Por Dimas de Fonte Silva
Certo dia numa nessas andanças que a vida corrida de professor me impõe, dois fatos chamaram a minha atenção: A primeira, um homem que vendia o que ele mesmo chamava de “pensamentos, poesias e orações para todas as horas” com preços variáveis ou ainda um CD, também gravado por ele, com o mesmo conteúdo, acompanhadas de um fundo musical, tudo isso dentro de um ônibus em direção ao Méier. Pareceu-me uma situação emblemática nessa sociedade bizarra em que vivemos.
Um autor tenta propagandear sua obra a possíveis compradores que em sua maioria não estavam nem um pouco interessados em consumir algo tão abstrato e completamente desconectado, não só de suas necessidades imediatas, como também de uma sociedade que não privilegia em nada a formação, e por extensão os formadores de conhecimento.
O que nos leva ao segundo fato que me chamou a atenção ao remexer em velhos papéis em busca de material para preparar uma aula. Tenho a mania de colecionar pensamentos e reflexões sobre a vida que eu acho interessantes e sem querer me deparei com esse que tinha uma reflexão de uma articulista do Jornal O Globo que me chamou tanto a atenção que eu guardei e esqueci, é um daqueles raros e luminosos momentos em que alguém descreve com poucas linhas algo que você sempre pensou. Disse ela sobre a sociedade:
“Cada vez mais as famílias abdicam do papel na educação dos filhos - seja por falta de tempo, falta de paciência ou pura falta consciência.
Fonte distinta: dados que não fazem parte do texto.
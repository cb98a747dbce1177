// Copyright (c) 2024-present, fjall-rs
// This source code is licensed under both the Apache 2.0 and MIT License
// (found in the LICENSE-* files in the repository)

//! Binary key and value codec
//!
//! Five secondary indexes are multiplexed into one ordered KV namespace.
//! Every key starts with `len(name) || name || 0x00`, followed by a one-byte
//! subkey type and the type-specific suffix:
//!
//! | type | index            | suffix                                  | value          |
//! |------|------------------|-----------------------------------------|----------------|
//! | 0x01 | data store       | `len(id) || id || 0x00 || i_size || i`  | item record    |
//! | 0x02 | insertion index  | `i_size || i`                           | head key bytes |
//! | 0x03 | heads            | `len(id) || id || 0x00 || v_size || v`  | [`HeadVal`]    |
//! | 0x04 | version index    | `v_size || v`                           | data key bytes |
//! | 0x05 | perspectives     | `len(us) || us || 0x00 || i_size || i`  | `v_size || v`  |
//!
//! Integers are big-endian in exactly their declared width, so lexicographic
//! byte order matches numeric order. Parsers are strict: unknown type bytes,
//! missing null terminators, zero-width integers, lengths past the end of the
//! buffer and trailing bytes are all rejected.

use crate::{
    coding::DecodeError,
    version::{Version, Width},
    Slice,
};
use base64::{engine::general_purpose::STANDARD_NO_PAD, Engine};

/// Maximum tree name length in bytes (one length byte, minus the null terminator)
pub const MAX_NAME_LEN: usize = 254;

/// Maximum id / perspective tag length in bytes
///
/// Capped like tree names: the length byte must stay below `0xff` so the
/// range planner's `prefix || 0xff` upper bound covers every real key.
pub const MAX_ID_LEN: usize = 254;

/// One-byte discriminator separating the five co-located indexes
#[derive(Copy, Clone, Debug, Eq, PartialEq)]
pub enum SubkeyType {
    /// Data store (id + insertion counter -> item record)
    Data,

    /// Insertion index (insertion counter -> head key)
    Insertion,

    /// Head index (id + version -> flags + insertion counter)
    Head,

    /// Version index (version -> data key)
    Version,

    /// Perspective last-seen index (tag + insertion counter -> version)
    Perspective,
}

impl From<SubkeyType> for u8 {
    fn from(value: SubkeyType) -> Self {
        match value {
            SubkeyType::Data => 0x01,
            SubkeyType::Insertion => 0x02,
            SubkeyType::Head => 0x03,
            SubkeyType::Version => 0x04,
            SubkeyType::Perspective => 0x05,
        }
    }
}

impl TryFrom<u8> for SubkeyType {
    type Error = DecodeError;

    fn try_from(value: u8) -> Result<Self, Self::Error> {
        match value {
            0x01 => Ok(Self::Data),
            0x02 => Ok(Self::Insertion),
            0x03 => Ok(Self::Head),
            0x04 => Ok(Self::Version),
            0x05 => Ok(Self::Perspective),
            other => Err(DecodeError::UnknownKeyType(other)),
        }
    }
}

/// Appends `n` as a big-endian integer of exactly `width` bytes.
///
/// # Panics
///
/// Panics if `n` does not fit into `width` bytes.
pub(crate) fn push_fixed_uint(buf: &mut Vec<u8>, n: u64, width: Width) {
    assert!(width <= 8, "width must be at most 8 bytes");
    assert!(fits_width(n, width), "integer does not fit into {width} bytes");

    let be = n.to_be_bytes();
    buf.extend_from_slice(be.get(8 - usize::from(width)..).unwrap_or_default());
}

/// Whether `n` is representable in `width` big-endian bytes.
#[must_use]
pub(crate) fn fits_width(n: u64, width: Width) -> bool {
    width >= 8 || n < 1 << (8 * u32::from(width))
}

fn read_fixed_uint(bytes: &[u8]) -> u64 {
    let mut be = [0u8; 8];
    let start = 8 - bytes.len();
    for (dst, src) in be.iter_mut().skip(start).zip(bytes) {
        *dst = *src;
    }
    u64::from_be_bytes(be)
}

/// Key composer for one tree namespace
///
/// Owns the encoded name prefix and the integer widths the tree was opened
/// with; all keys of the tree are composed through it.
#[derive(Clone, Debug)]
pub struct Keyspace {
    prefix: Slice,
    v_size: Width,
    i_size: Width,
}

impl Keyspace {
    /// Builds the keyspace for a tree name.
    ///
    /// # Panics
    ///
    /// Panics if the name exceeds [`MAX_NAME_LEN`] bytes or a width exceeds 6;
    /// [`crate::Config`] validates both before constructing a keyspace.
    #[must_use]
    pub fn new(name: &str, v_size: Width, i_size: Width) -> Self {
        assert!(name.len() <= MAX_NAME_LEN, "name must not exceed 254 bytes");
        assert!(v_size <= 6, "v_size must be between 0 and 6");
        assert!(i_size <= 6, "i_size must be between 0 and 6");

        let mut prefix = Vec::with_capacity(name.len() + 2);

        #[allow(clippy::cast_possible_truncation)]
        prefix.push(name.len() as u8);
        prefix.extend_from_slice(name.as_bytes());
        prefix.push(0x00);

        Self {
            prefix: prefix.into(),
            v_size,
            i_size,
        }
    }

    /// The encoded `len || name || 0x00` prefix.
    #[must_use]
    pub fn prefix(&self) -> &[u8] {
        &self.prefix
    }

    /// Version identifier width in bytes.
    #[must_use]
    pub fn v_size(&self) -> Width {
        self.v_size
    }

    /// Insertion counter width in bytes.
    #[must_use]
    pub fn i_size(&self) -> Width {
        self.i_size
    }

    fn begin(&self, t: SubkeyType, extra: usize) -> Vec<u8> {
        let mut buf = Vec::with_capacity(self.prefix.len() + 1 + extra);
        buf.extend_from_slice(&self.prefix);
        buf.push(u8::from(t));
        buf
    }

    fn push_str(buf: &mut Vec<u8>, s: &[u8]) {
        assert!(!s.is_empty(), "id must be at least one byte");
        assert!(s.len() <= MAX_ID_LEN, "id must not exceed 254 bytes");

        #[allow(clippy::cast_possible_truncation)]
        buf.push(s.len() as u8);
        buf.extend_from_slice(s);
        buf.push(0x00);
    }

    fn push_uint(buf: &mut Vec<u8>, n: u64, width: Width) {
        buf.push(width);
        push_fixed_uint(buf, n, width);
    }

    /// Composes the data store key for `(id, i)`.
    #[must_use]
    pub fn ds_key(&self, id: &[u8], i: u64) -> Vec<u8> {
        let mut buf = self.begin(SubkeyType::Data, id.len() + 3 + usize::from(self.i_size));
        Self::push_str(&mut buf, id);
        Self::push_uint(&mut buf, i, self.i_size);
        buf
    }

    /// Composes the insertion index key for `i`.
    #[must_use]
    pub fn i_key(&self, i: u64) -> Vec<u8> {
        let mut buf = self.begin(SubkeyType::Insertion, 1 + usize::from(self.i_size));
        Self::push_uint(&mut buf, i, self.i_size);
        buf
    }

    /// Composes the head key for `(id, v)`.
    #[must_use]
    pub fn head_key(&self, id: &[u8], v: &Version) -> Vec<u8> {
        let mut buf = self.begin(SubkeyType::Head, id.len() + 3 + v.width());
        Self::push_str(&mut buf, id);
        buf.push(self.v_size);
        buf.extend_from_slice(v.as_bytes());
        buf
    }

    /// Composes the version index key for `v`.
    #[must_use]
    pub fn v_key(&self, v: &Version) -> Vec<u8> {
        let mut buf = self.begin(SubkeyType::Version, 1 + v.width());
        buf.push(self.v_size);
        buf.extend_from_slice(v.as_bytes());
        buf
    }

    /// Composes the perspective key for `(us, i)`.
    #[must_use]
    pub fn us_key(&self, us: &[u8], i: u64) -> Vec<u8> {
        let mut buf = self.begin(SubkeyType::Perspective, us.len() + 3 + usize::from(self.i_size));
        Self::push_str(&mut buf, us);
        Self::push_uint(&mut buf, i, self.i_size);
        buf
    }

    /// Composes the perspective value (`v_size || v`).
    #[must_use]
    pub fn us_val(&self, v: &Version) -> Vec<u8> {
        let mut buf = Vec::with_capacity(1 + v.width());
        buf.push(self.v_size);
        buf.extend_from_slice(v.as_bytes());
        buf
    }

    /// Parses a perspective value back into a version.
    pub fn parse_us_val(bytes: &[u8]) -> Result<Slice, DecodeError> {
        let mut cur = Cursor::new(bytes);
        let v = cur.length_prefixed_uint_bytes("v")?;
        cur.finish()?;
        Ok(v)
    }
}

/// Head entry value: conflict/delete flags plus the insertion counter
#[derive(Clone, Debug, Eq, PartialEq)]
pub struct HeadVal {
    /// Version is flagged as being in conflict
    pub conflict: bool,

    /// Version is a deletion
    pub deleted: bool,

    /// Insertion counter of the head item
    pub i: u64,
}

const HEAD_FLAG_CONFLICT: u8 = 0b0000_0001;
const HEAD_FLAG_DELETED: u8 = 0b0000_0010;

impl HeadVal {
    /// Serializes to `flags(1) || i_size || i_be`.
    #[must_use]
    pub fn compose(&self, i_size: Width) -> Vec<u8> {
        let mut buf = Vec::with_capacity(2 + usize::from(i_size));

        let mut flags = 0;
        if self.conflict {
            flags |= HEAD_FLAG_CONFLICT;
        }
        if self.deleted {
            flags |= HEAD_FLAG_DELETED;
        }

        buf.push(flags);
        buf.push(i_size);
        push_fixed_uint(&mut buf, self.i, i_size);
        buf
    }

    /// Parses a head value, rejecting unknown flag bits.
    pub fn parse(bytes: &[u8]) -> Result<Self, DecodeError> {
        let mut cur = Cursor::new(bytes);

        let flags = cur.u8()?;
        if flags & !(HEAD_FLAG_CONFLICT | HEAD_FLAG_DELETED) != 0 {
            return Err(DecodeError::InvalidTag(("head flags", flags)));
        }

        let i = cur.length_prefixed_uint_bytes("i")?;
        cur.finish()?;

        Ok(Self {
            conflict: flags & HEAD_FLAG_CONFLICT != 0,
            deleted: flags & HEAD_FLAG_DELETED != 0,
            i: read_fixed_uint(&i),
        })
    }
}

/// A parsed key: tree name plus the type-specific fields
#[derive(Clone, Debug, Eq, PartialEq)]
pub struct ParsedKey {
    /// Tree name bytes
    pub name: Slice,

    /// Type-specific key fields
    pub kind: ParsedKind,
}

/// Type-specific fields of a parsed key
#[derive(Clone, Debug, Eq, PartialEq)]
pub enum ParsedKind {
    /// Data store key
    Data {
        /// Document id
        id: Slice,
        /// Insertion counter
        i: u64,
    },

    /// Insertion index key
    Insertion {
        /// Insertion counter
        i: u64,
    },

    /// Head key
    Head {
        /// Document id
        id: Slice,
        /// Version bytes
        v: Slice,
    },

    /// Version index key
    Version {
        /// Version bytes
        v: Slice,
    },

    /// Perspective key
    Perspective {
        /// Perspective tag
        us: Slice,
        /// Insertion counter
        i: u64,
    },
}

impl ParsedKey {
    /// Subkey type of this key.
    #[must_use]
    pub fn subkey_type(&self) -> SubkeyType {
        match self.kind {
            ParsedKind::Data { .. } => SubkeyType::Data,
            ParsedKind::Insertion { .. } => SubkeyType::Insertion,
            ParsedKind::Head { .. } => SubkeyType::Head,
            ParsedKind::Version { .. } => SubkeyType::Version,
            ParsedKind::Perspective { .. } => SubkeyType::Perspective,
        }
    }
}

/// Renders bytes as lowercase hex, for diagnostics.
#[must_use]
pub fn hex(bytes: &[u8]) -> String {
    use std::fmt::Write;

    let mut s = String::with_capacity(bytes.len() * 2);
    for b in bytes {
        let _ = write!(s, "{b:02x}");
    }
    s
}

impl std::fmt::Display for ParsedKey {
    fn fmt(&self, f: &mut std::fmt::Formatter<'_>) -> std::fmt::Result {
        let name = String::from_utf8_lossy(&self.name);

        match &self.kind {
            ParsedKind::Data { id, i } => {
                write!(f, "{name}/data/{}/{i}", hex(id))
            }
            ParsedKind::Insertion { i } => write!(f, "{name}/i/{i}"),
            ParsedKind::Head { id, v } => {
                write!(f, "{name}/head/{}/{}", hex(id), STANDARD_NO_PAD.encode(v))
            }
            ParsedKind::Version { v } => {
                write!(f, "{name}/v/{}", STANDARD_NO_PAD.encode(v))
            }
            ParsedKind::Perspective { us, i } => {
                write!(f, "{name}/us/{}/{i}", String::from_utf8_lossy(us))
            }
        }
    }
}

struct Cursor<'a> {
    bytes: &'a [u8],
    pos: usize,
}

impl<'a> Cursor<'a> {
    fn new(bytes: &'a [u8]) -> Self {
        Self { bytes, pos: 0 }
    }

    fn u8(&mut self) -> Result<u8, DecodeError> {
        let b = *self.bytes.get(self.pos).ok_or(DecodeError::OutOfRange)?;
        self.pos += 1;
        Ok(b)
    }

    fn take(&mut self, n: usize) -> Result<&'a [u8], DecodeError> {
        let end = self.pos.checked_add(n).ok_or(DecodeError::OutOfRange)?;
        let slice = self.bytes.get(self.pos..end).ok_or(DecodeError::OutOfRange)?;
        self.pos = end;
        Ok(slice)
    }

    /// Reads `len(1) || bytes || 0x00`, rejecting a zero length.
    fn null_terminated_str(&mut self, what: &'static str) -> Result<&'a [u8], DecodeError> {
        let len = self.u8()?;
        if len == 0 {
            return Err(DecodeError::EmptyField(what));
        }

        let s = self.take(usize::from(len))?;

        if self.u8()? != 0x00 {
            return Err(DecodeError::MissingNullByte(what));
        }

        Ok(s)
    }

    /// Reads `width(1) || bytes`, rejecting a zero width.
    fn length_prefixed_uint_bytes(&mut self, what: &'static str) -> Result<Slice, DecodeError> {
        let width = self.u8()?;
        if width == 0 {
            return Err(DecodeError::EmptyField(what));
        }
        if width > 8 {
            return Err(DecodeError::OutOfRange);
        }

        self.take(usize::from(width)).map(Slice::from)
    }

    fn finish(&self) -> Result<(), DecodeError> {
        if self.pos == self.bytes.len() {
            Ok(())
        } else {
            Err(DecodeError::OutOfRange)
        }
    }
}

/// Parses any composed key back into its fields.
pub fn parse_key(bytes: &[u8]) -> Result<ParsedKey, DecodeError> {
    let mut cur = Cursor::new(bytes);

    let name = Slice::from(cur.null_terminated_str("name")?);
    let type_byte = cur.u8()?;
    let t = SubkeyType::try_from(type_byte)?;

    let kind = match t {
        SubkeyType::Data => {
            let id = Slice::from(cur.null_terminated_str("id")?);
            let i = cur.length_prefixed_uint_bytes("i")?;
            ParsedKind::Data {
                id,
                i: read_fixed_uint(&i),
            }
        }
        SubkeyType::Insertion => {
            let i = cur.length_prefixed_uint_bytes("i")?;
            ParsedKind::Insertion {
                i: read_fixed_uint(&i),
            }
        }
        SubkeyType::Head => {
            let id = Slice::from(cur.null_terminated_str("id")?);
            let v = cur.length_prefixed_uint_bytes("v")?;
            ParsedKind::Head { id, v }
        }
        SubkeyType::Version => {
            let v = cur.length_prefixed_uint_bytes("v")?;
            ParsedKind::Version { v }
        }
        SubkeyType::Perspective => {
            let us = Slice::from(cur.null_terminated_str("us")?);
            let i = cur.length_prefixed_uint_bytes("i")?;
            ParsedKind::Perspective {
                us,
                i: read_fixed_uint(&i),
            }
        }
    };

    cur.finish()?;

    Ok(ParsedKey { name, kind })
}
Quando se fala das camadas mais pobres, então, e de quem mais precisa de educação, sequer há famílias na equação há mães adolescentes, cujas mães e avós as tiveram adolescentes, numa triste sucessão de vidas desperdiçadas.
A verdade é que há mais forças contra a escola, atualmente, do que a favor - a começar pelo presidente, que ostenta a sua ignorância na lapela, como motivo de orgulho. Estudar envolve uma cota de disciplina e de perseverança que antigamente se justificava pela perspectiva de um bom emprego e de um lugar respeitável na sociedade; mas tudo isso saiu de moda.
No mundo da gratificação instantânea, disciplina e perseverança são para otários. ídolos da garotada são traficantes, Big Brothers, jogadores de futebol, celebridades em geral; ninguém precisa de diploma se tiver manha, o corpo e os holofotes da mídia. Cérebro é opcional”.
Cora Rónai – Segundo caderno – O Globo – 31/08/2006.
Cérebro não é opcional. É item de série. Mas utilizá-lo não é algo que se nasce sabendo. Um grande mestre zen, disse certa vez: “O homem nasce biológico (porque tem um corpo), psicológico (porque tem uma mente), mas lógico ele tem que aprender a ser” e isso é trabalho para uma vida inteira, e ás vezes não é o bastante.